Among the more eminent Blue Coat Boys are Joshua Bames, editor
of Anacreon and Euripides; Jeremiah Markland, the eminent critic,
particularly in Greek literature; Camden, the antiquary; Bishop
Stillingfleet; Samuel Richardson, the novelist; Thomas Mitchell, the
translator of Aristophanes; Thomas Barnes, many years editor of the
London Times; Coleridge, Charles Lamb, and Leigh Hunt.
No boy is admitted before he is seven years old, or after he is
nine; and no boy can remain in the school after he is fifteen,
King's boys and 'Grecians' alone excepted. There are about 500
Governors, at the head of whom are the Sovereign and the Prince of
Wales. The qualification for a Governor is payment of L500.- Ibid.
GENERAL NOTE
One hears much about the 'hideous Blue-Laws of Connecticut,' and
is accustomed to shudder piously when they are mentioned. There are
people in America- and even in England!- who imagine that they were
a very monument of malignity, pitilessness, and inhumanity; whereas,
in reality they were about the first sweeping departure from judicial
atrocity which the 'civilized' world had seen. This humane and kindly
Blue-Law code, of two hundred and forty years ago, stands all by
itself, with ages of bloody law on the further side of it, and a
century and three-quarters of bloody English law on this side of it.

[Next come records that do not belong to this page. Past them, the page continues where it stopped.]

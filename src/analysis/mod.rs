//! Analysis module - aggregation, selection, and derived metrics

pub mod aggregator;
pub mod metrics;
pub mod report;
pub mod selector;

pub use aggregator::{MarketSummary, BENCHMARK_ZIPCODE};
pub use report::{AnalysisReport, RecommendedHouse, RenovationCandidate, RenovationUplift};
pub use selector::CandidateHouse;
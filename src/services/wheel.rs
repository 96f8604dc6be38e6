use rand::Rng;
use rand::seq::IndexedRandom;
use tracing::debug;

use super::TaskService;
use crate::error::AppError;
use crate::models::{Task, TaskQuery};

/// Picks one of the user's tasks at random, ignoring the dashboard filter.
/// `Ok(None)` means there is nothing to pick from.
pub async fn spin(tasks: &TaskService) -> Result<Option<Task>, AppError> {
    let all = tasks.list_tasks(TaskQuery::all()).await?;
    let picked = pick(&all, &mut rand::rng()).cloned();
    debug!(candidates = all.len(), picked = ?picked.as_ref().map(|t| &t.id), "wheel spun");
    Ok(picked)
}

pub fn pick<'a, R: Rng + ?Sized>(tasks: &'a [Task], rng: &mut R) -> Option<&'a Task> {
    tasks.choose(rng)
}
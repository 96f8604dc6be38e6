pub mod task;
pub mod user;

pub use task::{Category, Collaborator, NewTask, Priority, Task, TaskId, TaskPatch, TaskQuery, TaskStatus};
pub use user::{AuthResponse, Credential, LoginRequest, RegisterRequest, User};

There has never been a time- under the Blue-Laws or any other-
when above fourteen crimes were punishable by death in Connecticut.
But in England, within the memory of men who are still hale in body
and mind, two hundred and twenty-three crimes were punishable by
death!* These facts are worth knowing- and worth thinking about, too.
* See Dr. J. Hammond Trumbull's Blue Laws, True and False, p. 11.